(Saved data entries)

....................

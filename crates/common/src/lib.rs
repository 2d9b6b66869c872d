//! Shared utilities, configuration, and error handling for SwapShop
//!
//! This crate provides common functionality used across the SwapShop services:
//! - Configuration management following 12-factor principles
//! - Error types and their HTTP mapping
//! - Request extractors shared by the domain APIs

pub mod config;
pub mod db;
pub mod error;
pub mod extractors;
pub mod state;

pub use config::Config;
pub use db::RepositoryError;
pub use error::{Error, Result};
pub use extractors::ValidatedJson;
pub use state::StateError;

....................

What you are asked to do:
What's needed is every entry, returned word for word.

Solution for this problem:
filename crates/common/src/lib.rs
repository 2d9b6b66869c872d
//! Shared utilities, configuration, and error handling for SwapShop
//!
//! This crate provides common functionality used across the SwapShop services:
//! - Configuration management following 12-factor principles
//! - Error types and their HTTP mapping
//! - Request extractors shared by the domain APIs

pub mod config;
pub mod db;
pub mod error;
pub mod extractors;
pub mod state;

pub use config::Config;
pub use db::RepositoryError;
pub use error::{Error, Result};
pub use extractors::ValidatedJson;
pub use state::StateError;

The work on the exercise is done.